The fairing, fuel tank, wheels, suspension and exhaust look identical to those of the Ninja 400, and the engine looks like a modified version of its parallel-Twin. The electric motor sits directly behind the cylinder bank and, as Kawasaki’s patents show, it is directly bolted to the top of the crankcase.

While this prototype appears to be naturally aspirated, we also know Kawasaki has been working on a hybrid motorcycle that uses the electric motor to drive a supercharger. The benefit to an electric-powered supercharger versus an impeller driven by a chain like the current H2 is it can work instantaneously, without any lag. Of course, this adds more parts that need to be packaged into the confines of a motorcycle, but it helps that the motor and battery serve multiple purposes.

H2 Stands for Hydrogen?

While the rest of the industry is just scratching the surface with electric motorcycles, getting into hybrids puts Kawasaki one step ahead. But that’s not enough for Kawasaki, as it revealed it’s also working on hydrogen-fueled motorcycles.

Suzuki has been working on a hydrogen-powered fuel cell Burgman for a long time now, and Honda has multiple patents in progress for a fuel cell motorcycle, but Kawasaki is taking a different approach. Fuel cells combine hydrogen with oxygen to produce a chemical reaction that can be converted into electrical energy to power a motor, so essentially, fuel cell vehicles are EVs. Kawasaki’s approach is to use an internal combustion engine that burns hydrogen instead of gasoline.

Kawasaki didn’t go into too much detail, though it did show an early mock-up motor based on the Ninja H2 (including the supercharger) and an illustration of a hydrogen-powered model based on the H2 SX (pictured above). Kawasaki also provided the image below, which shows the hydrogen engine making use of both port fuel injection and direct injection. Combined with a supercharger, high pressure direct injection could help maximize performance for a hydrogen-powered engine.

There are some downsides that Kawasaki will need to consider. A hydrogen engine will have different tolerances than a gasoline engine, so you can’t use the exact same valves or connecting rods. Hydrogen is also more difficult to store than gasoline, and you need more of it to do the same amount of work as fossil fuels. And while hydrogen is incredibly abundant, we lack the infrastructure to deliver it to consumers the same way we do with gas.

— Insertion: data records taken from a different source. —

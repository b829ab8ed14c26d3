//! Listers backed by the `osc` command-line client.

use crate::lister::{BinaryLister, PackageLister};
use crate::{ObsError, Result};
use ahash::AHashSet;
use async_trait::async_trait;
use relx_platform::{CommandRunner, CommandSpec, OpContext};
use std::fmt;
use std::sync::Arc;
use tracing::{debug, trace};

/// Default `osc` program.
pub const DEFAULT_OSC_PROGRAM: &str = "osc";

/// OBS client shelling out to `osc`.
///
/// Implements both [`PackageLister`] and [`BinaryLister`]. Every call runs
/// one `osc` process through the injected [`CommandRunner`].
#[derive(Clone)]
pub struct OscClient {
    runner: Arc<dyn CommandRunner>,
    program: String,
    api_url: String,
}

impl OscClient {
    /// Client running `osc` against its configured default API.
    #[must_use]
    pub fn new(runner: Arc<dyn CommandRunner>) -> Self {
        Self {
            runner,
            program: DEFAULT_OSC_PROGRAM.to_string(),
            api_url: String::new(),
        }
    }

    /// Use a different `osc` program.
    #[must_use]
    pub fn with_program(mut self, program: impl Into<String>) -> Self {
        let program = program.into();
        if !program.trim().is_empty() {
            self.program = program;
        }
        self
    }

    /// Pass `-A <url>` on every call. Empty keeps `osc`'s default.
    #[must_use]
    pub fn with_api_url(mut self, url: impl Into<String>) -> Self {
        self.api_url = url.into();
        self
    }

    /// API URL passed to `osc`, empty for its default.
    #[must_use]
    pub fn api_url(&self) -> &str {
        &self.api_url
    }

    fn base_command(&self) -> CommandSpec {
        let spec = CommandSpec::new(&self.program);
        if self.api_url.is_empty() {
            spec
        } else {
            spec.args(["-A", self.api_url.as_str()])
        }
    }

    /// `osc [-A url] ls <project>`
    #[must_use]
    pub fn packages_command(&self, project: &str) -> CommandSpec {
        self.base_command().args(["ls", project])
    }

    /// `osc [-A url] ls -b <project> <package> [-r <repository>]`
    #[must_use]
    pub fn binaries_command(&self, project: &str, package: &str, repository: &str) -> CommandSpec {
        let spec = self.base_command().args(["ls", "-b", project, package]);
        if repository.is_empty() {
            spec
        } else {
            spec.args(["-r", repository])
        }
    }
}

impl fmt::Debug for OscClient {
    fn fmt(&self, f: &mut fmt::Formatter<'_>) -> fmt::Result {
        f.debug_struct("OscClient")
            .field("program", &self.program)
            .field("api_url", &self.api_url)
            .finish_non_exhaustive()
    }
}

#[async_trait]
impl PackageLister for OscClient {
    async fn list_packages(&self, ctx: &OpContext, project: &str) -> Result<Vec<String>> {
        let spec = self.packages_command(project);
        debug!(%project, "listing packages");

        let output = self
            .runner
            .run(ctx, &spec)
            .await
            .map_err(|source| ObsError::Command {
                command: format!("{} ls", self.program),
                subject: format!("project '{project}'"),
                source,
            })?;

        let packages = parse_packages(&output.stdout_str());
        trace!(%project, count = packages.len(), "packages listed");
        Ok(packages)
    }
}

#[async_trait]
impl BinaryLister for OscClient {
    async fn list_binaries(
        &self,
        ctx: &OpContext,
        project: &str,
        package: &str,
        repository: &str,
    ) -> Result<Vec<String>> {
        let spec = self.binaries_command(project, package, repository);
        debug!(%package, %repository, "listing binaries");

        let output = self
            .runner
            .run(ctx, &spec)
            .await
            .map_err(|source| ObsError::Command {
                command: format!("{} ls -b", self.program),
                subject: format!("package '{package}'"),
                source,
            })?;

        let binaries = parse_binaries(&output.stdout_str());
        trace!(%package, count = binaries.len(), "binaries listed");
        Ok(binaries)
    }
}

/// Package names from `osc ls` output: one per line, trimmed, blanks dropped.
#[must_use]
pub fn parse_packages(stdout: &str) -> Vec<String> {
    stdout
        .lines()
        .map(str::trim)
        .filter(|line| !line.is_empty())
        .map(str::to_string)
        .collect()
}

/// Artifact names from `osc ls -b` output.
///
/// Artifacts are the indented lines; unindented lines are `repo/arch`
/// headers. Names starting with `_` are build metadata (`_buildenv`,
/// `_statistics`) and are skipped. Duplicates across architectures are
/// reported once, in first-seen order.
#[must_use]
pub fn parse_binaries(stdout: &str) -> Vec<String> {
    let mut seen = AHashSet::new();
    stdout
        .lines()
        .filter(|line| line.starts_with(' ') && !line.starts_with(" _"))
        .map(str::trim)
        .filter(|name| !name.is_empty() && seen.insert(*name))
        .map(str::to_string)
        .collect()
}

The benefit of hydrogen is it produces no carbon, which is why Kawasaki thinks it will help to achieve carbon neutrality. Theoretically, burning hydrogen should produce water, which is environmentally safe. Unfortunately, the presence of nitrogen in the air means that a hydrogen combustion engine will also produce a lot of nitrogen oxide, which is harmful to the environment.

Is Kawasaki Giving Up On Gasoline-powered Motorcycles Completely?

Kawasaki says it will go electric “with all major models for developed countries,” but that wording leaves the door open for gasoline-powered motorcycles to remain in the company’s plans. The phrase “major models” is particularly nebulous, as we don’t know what models that includes. Presumably, it would include high-profile models like Ninja sportbikes and the naked Z models, but does it include small displacement models?

Kawasaki’s presentation included this sketch of what could be a future Ninja. The swingarm and exhaust layout look similar to the Ninja 650, but what little we see of the engine resembles the Ninja 400.

We still have a while to go before 2035, and in the mean time, Kawasaki is still releasing new gas-powered models. Kawasaki says it will introduce an average of 16 new models per year by 2025, with at least 10 models in total being HEVs or BEVs. By 2025, we’ll have a better sense of what Kawasaki means by “major models”.